In Kentucky, next year will bring races for our junior United States Senator. Both parties will have Primaries - the goal of every one being the replacement of Jim Bunning, a northern Kentucky conservative Catholic Republican who seems to have overstayed his welcome. While the two Republicans who have been raising money aren't saying, both are aiming for a non-Bunning primary. On the saner side of the aisle, the two Democrats are Attorney General Jack Conway and Lieutenant Governor Dan Mongiardo. While both supporters and opponents of each of them will claim otherwise, there doesn't seem to be too much separating the two. If there is, one of them hasn't yet said enough for anyone to know. I am for Conway, an attorney from Louisville whom I've known for over a decade since his days working with Denis Fleming in Governor Patton's office in the mid 1990s. There are reasons I am for Conway and one reason, and honestly only one reason, in particular that I am not for his opponent - the latter's sponsorship and support of SB245 in the 2004 General Assembly of an amendment to Kentucky's 1891 Constitution, an amendment I opposed with my vote, an amendment which outlawed Civil Unions of any kind, among other things, here in the Commonwealth. However, I will support either of them over the incumbent.

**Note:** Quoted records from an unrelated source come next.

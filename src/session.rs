//! `Session`: a registry owning one storage backend and many [`Tract`]s.
//!
//! A session groups tracts that belong to the same conversation or agent
//! run and records how they were spawned from one another, so a caller can
//! branch off an exploratory sub-conversation, fold it back into its parent
//! once finished, and reconstruct a combined timeline across all of them.

use std::sync::Arc;

use chrono::{NaiveDateTime, Utc};
use uuid::Uuid;

use crate::compiler::CompileOutcome;
use crate::config::TractConfig;
use crate::content::ContentPayload;
use crate::errors::TraceError;
use crate::hash::TraceHash;
use crate::llm::LlmClient;
use crate::model::commit::Operation;
use crate::model::event::{OperationCommitRef, OperationEvent, OperationKind};
use crate::model::{Commit, SpawnEdge, TractRecord};
use crate::ops::Autonomy;
use crate::storage::sqlite::SqlStore;
use crate::storage::Store;
use crate::tokens::{BpeTokenCounter, TokenCounter};
use crate::tract::Tract;

pub struct Session {
    rt: tokio::runtime::Runtime,
    store: Arc<dyn Store>,
    session_id: Uuid,
    config: TractConfig,
    tokenizer: Arc<dyn TokenCounter>,
    llm_client: Option<Arc<dyn LlmClient>>,
}

impl Session {
    fn new_runtime() -> tokio::runtime::Runtime {
        tokio::runtime::Builder::new_current_thread()
            .enable_all()
            .build()
            .expect("building a current-thread tokio runtime cannot fail absent resource exhaustion")
    }

    /// Dependency-injection constructor, mirroring [`Tract::from_components`].
    pub fn from_components(store: Arc<dyn Store>, session_id: Uuid, config: TractConfig) -> Result<Self, TraceError> {
        let rt = Self::new_runtime();
        if !rt.block_on(store.session_exists(session_id))? {
            rt.block_on(store.create_session(session_id, Utc::now().naive_utc()))?;
        }
        Ok(Self {
            rt,
            store,
            session_id,
            config,
            tokenizer: Arc::new(BpeTokenCounter::o200k_base()),
            llm_client: None,
        })
    }

    /// Open (or create) a session backed by an on-disk SQLite database.
    pub fn open(path: &str, session_id: Option<Uuid>, config: TractConfig) -> Result<Self, TraceError> {
        let rt = Self::new_runtime();
        let store: Arc<dyn Store> = Arc::new(rt.block_on(SqlStore::open(path))?);
        let session_id = session_id.unwrap_or_else(Uuid::now_v7);
        if !rt.block_on(store.session_exists(session_id))? {
            rt.block_on(store.create_session(session_id, Utc::now().naive_utc()))?;
        }
        Ok(Self {
            rt,
            store,
            session_id,
            config,
            tokenizer: Arc::new(BpeTokenCounter::o200k_base()),
            llm_client: None,
        })
    }

    /// Open (or create) a session backed by an in-memory SQLite database.
    pub fn open_in_memory(session_id: Option<Uuid>, config: TractConfig) -> Result<Self, TraceError> {
        let rt = Self::new_runtime();
        let store: Arc<dyn Store> = Arc::new(rt.block_on(SqlStore::in_memory())?);
        let session_id = session_id.unwrap_or_else(Uuid::now_v7);
        rt.block_on(store.create_session(session_id, Utc::now().naive_utc()))?;
        Ok(Self {
            rt,
            store,
            session_id,
            config,
            tokenizer: Arc::new(BpeTokenCounter::o200k_base()),
            llm_client: None,
        })
    }

    pub fn with_llm_client(mut self, client: Arc<dyn LlmClient>) -> Self {
        self.llm_client = Some(client);
        self
    }

    pub fn session_id(&self) -> Uuid {
        self.session_id
    }

    fn tract_from_record(&self, tract_id: Uuid) -> Tract {
        Tract::from_components(
            self.store.clone(),
            tract_id,
            self.config.clone(),
            self.tokenizer.clone(),
            self.llm_client.clone(),
        )
    }

    /// Allocate a fresh root tract and register it under this session.
    pub fn create_tract(&self, display_name: Option<&str>) -> Result<Tract, TraceError> {
        let tract_id = Uuid::now_v7();
        self.rt.block_on(self.store.register_tract(
            tract_id,
            self.session_id,
            display_name,
            Utc::now().naive_utc(),
        ))?;
        Ok(self.tract_from_record(tract_id))
    }

    /// Fork a new tract off `parent`'s current HEAD. The child's own commit
    /// graph starts empty — only the spawn edge records where it came from.
    pub fn spawn(&self, parent: &Tract, purpose: impl Into<String>) -> Result<Tract, TraceError> {
        let spawn_point = parent.head()?;
        let child_tract_id = Uuid::now_v7();
        let created_at = Utc::now().naive_utc();
        self.rt.block_on(
            self.store
                .register_tract(child_tract_id, self.session_id, None, created_at),
        )?;
        self.rt.block_on(self.store.record_spawn(&SpawnEdge {
            parent_tract_id: parent.tract_id(),
            child_tract_id,
            spawn_point_hash: spawn_point,
            purpose: Some(purpose.into()),
            created_at,
        }))?;
        Ok(self.tract_from_record(child_tract_id))
    }

    /// Summarize `child`'s entire history and append the summary to `parent`
    /// as a single commit referencing the child's final HEAD.
    ///
    /// `content` supplies the summary directly (required under
    /// [`Autonomy::Manual`] and [`Autonomy::Collaborative`], since neither
    /// autonomy mode calls an LLM here). Under [`Autonomy::Autonomous`] with
    /// no `content`, the session's LLM client summarizes the child's
    /// compiled context.
    pub fn collapse(
        &self,
        child: &Tract,
        parent: &Tract,
        content: Option<ContentPayload>,
        autonomy: Autonomy,
    ) -> Result<Commit, TraceError> {
        let outcome = child.compile(&crate::compiler::CompileOptions::default())?;
        let child_head = outcome.context.head_hash;

        let summary = match content {
            Some(payload) => payload,
            None => match autonomy {
                Autonomy::Manual | Autonomy::Collaborative => {
                    return Err(TraceError::validation(
                        "collapse",
                        "Manual and Collaborative autonomy require an explicit summary content",
                    ));
                }
                Autonomy::Autonomous => {
                    let client = self.llm_client.as_ref().ok_or_else(|| {
                        TraceError::LLMConfigError(
                            "collapse under Autonomous autonomy requires an LLM client when no content is given"
                                .to_string(),
                        )
                    })?;
                    let messages = outcome.context.to_chat_messages();
                    let config = self.config.default_generation_config.clone().unwrap_or_default();
                    let response = self.rt.block_on(client.chat(&messages, &config))?;
                    ContentPayload::Output { text: response.text }
                }
            },
        };

        let metadata = serde_json::json!({
            "collapsed_from_tract": child.tract_id().to_string(),
            "collapsed_from_head": child_head.map(|h| h.to_hex()),
        });

        let result = parent.commit(
            summary,
            Operation::Append,
            Some(format!("collapse: tract {}", child.tract_id())),
            None,
            None,
            metadata,
            None,
        )?;

        let event = OperationEvent {
            event_id: Uuid::now_v7(),
            tract_id: parent.tract_id(),
            kind: OperationKind::Reorganize,
            params: serde_json::json!({"collapsed_tract": child.tract_id().to_string()}),
            created_at: Utc::now().naive_utc(),
        };
        self.rt.block_on(self.store.save_event(&event))?;
        if let Some(hash) = child_head {
            self.rt.block_on(self.store.add_commit(&OperationCommitRef {
                event_id: event.event_id,
                role: "source".to_string(),
                commit_hash: hash,
            }))?;
        }
        self.rt.block_on(self.store.add_commit(&OperationCommitRef {
            event_id: event.event_id,
            role: "result".to_string(),
            commit_hash: result.commit_hash,
        }))?;

        Ok(result)
    }

    /// Every commit across every tract in this session, oldest first.
    pub fn timeline(&self) -> Result<Vec<Commit>, TraceError> {
        let tracts = self.rt.block_on(self.store.list_tracts(self.session_id))?;
        let mut commits = Vec::new();
        for tract in tracts {
            commits.extend(self.rt.block_on(self.store.get_by_tract(tract.tract_id, None))?);
        }
        commits.sort_by_key(|c| c.created_at);
        Ok(commits)
    }

    /// Substring match across every commit's serialized payload in this
    /// session, scanning raw blob bytes rather than a parsed payload so it
    /// works uniformly across every content type (built-in or custom).
    pub fn search(&self, term: &str) -> Result<Vec<Commit>, TraceError> {
        let commits = self.timeline()?;
        let mut matches = Vec::new();
        for commit in commits {
            let bytes = self.rt.block_on(self.store.get_blob(commit.content_hash))?;
            if String::from_utf8_lossy(&bytes).contains(term) {
                matches.push(commit);
            }
        }
        Ok(matches)
    }

    /// Time-travel compile of one tract in this session.
    pub fn compile_at(&self, tract_id: Uuid, at_time: NaiveDateTime) -> Result<CompileOutcome, TraceError> {
        self.tract_from_record(tract_id).compile_at(at_time)
    }

    /// The tract with the most recently created commit in this session
    /// (falling back to the most recently registered tract if none has any
    /// commits yet), for resuming a handoff.
    pub fn resume(&self) -> Result<Option<Tract>, TraceError> {
        let tracts = self.rt.block_on(self.store.list_tracts(self.session_id))?;
        if tracts.is_empty() {
            return Ok(None);
        }
        let mut best: Option<(Uuid, NaiveDateTime)> = None;
        for tract in &tracts {
            let last_activity = self
                .rt
                .block_on(self.store.get_by_tract(tract.tract_id, None))?
                .last()
                .map(|c| c.created_at)
                .unwrap_or(tract.created_at);
            if best.map(|(_, t)| last_activity > t).unwrap_or(true) {
                best = Some((tract.tract_id, last_activity));
            }
        }
        Ok(best.map(|(tract_id, _)| self.tract_from_record(tract_id)))
    }

    pub fn list_tracts(&self) -> Result<Vec<TractRecord>, TraceError> {
        self.rt.block_on(self.store.list_tracts(self.session_id))
    }

    pub fn get_spawn_edge(&self, child_tract_id: Uuid) -> Result<Option<SpawnEdge>, TraceError> {
        self.rt.block_on(self.store.get_spawn_edge(child_tract_id))
    }
}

Other state-related offices include the 100 members of the House of Representatives and 19 members (or one-half) of the State Senate. Democrats are eyeing a takeover of several of those seats, including the 38th District here in Jefferson County, running along the southern border and presently represented by Republican Dan Seum, who at one time, prior to the gift of a tie from United States Senator Addision M. McConnell, Jr., was known as Democrat Dan Seum. Seum is opposed by Martin Meyer, the son of the man who held the seat prior to Seum's first being elected back in the 1990s. Other districts on the radar include Dan Kelly's in the Catholic counties of south-central Kentucky, Gary Tapp's seat just east and south of Jefferson County, and maybe Bob Leeper's seat in Paducah. Leeper is the Mayor John V. Lindsay of Kentucky, having held his seat as a Democrat, a Republican, and (currently) as an Independent, just as Mayor Lindsay did in New York City back in the 1960s.
Also on next year's ballot will be many local offices across the Commonwealth, including the passal of Constitutional officers required for each of Kentucky's 120 counties - offices such as County Sheriff, County Attorney, and County Clerk. Here along the Left Bank of the Ohio River near Milepost 606, there doesn't seem to be much interest in "voting the ins out." Chances are good that all of the County-wide officials will retain their posts. The one post which seems to be hanging in the balance is that of Louisville-Jefferson County Metro Mayor, an office presently held by its only possessor since the inception of our Metro Government, an experiment which hasn't exactly worked out the way its proponents had argued it would back in 2000 - another one of those many NO votes I have cast.
Last Thursday, there were five Democrats known to be interested in the job, along with a few Republicans. Now there are four as Craig Greenberg, whom I would have supported, has withdrew his name. Since my guy dropped out, I'll try for once to heed my friend Drew Shryock's words and "keep my powder dry" a little longer than usual to see what, or more importantly, who shakes loose between now and the filing deadline in January.
We will also be having local elections for one-half of our Metro Council members, those who represent odd-numbered districts. Two of the incumbents already have opposition and three more might.
So much for 2009 not being an election year.
[2:35am, 07/07/09: This entry has been edited since its first posting at 9:14pm on 07/06/09]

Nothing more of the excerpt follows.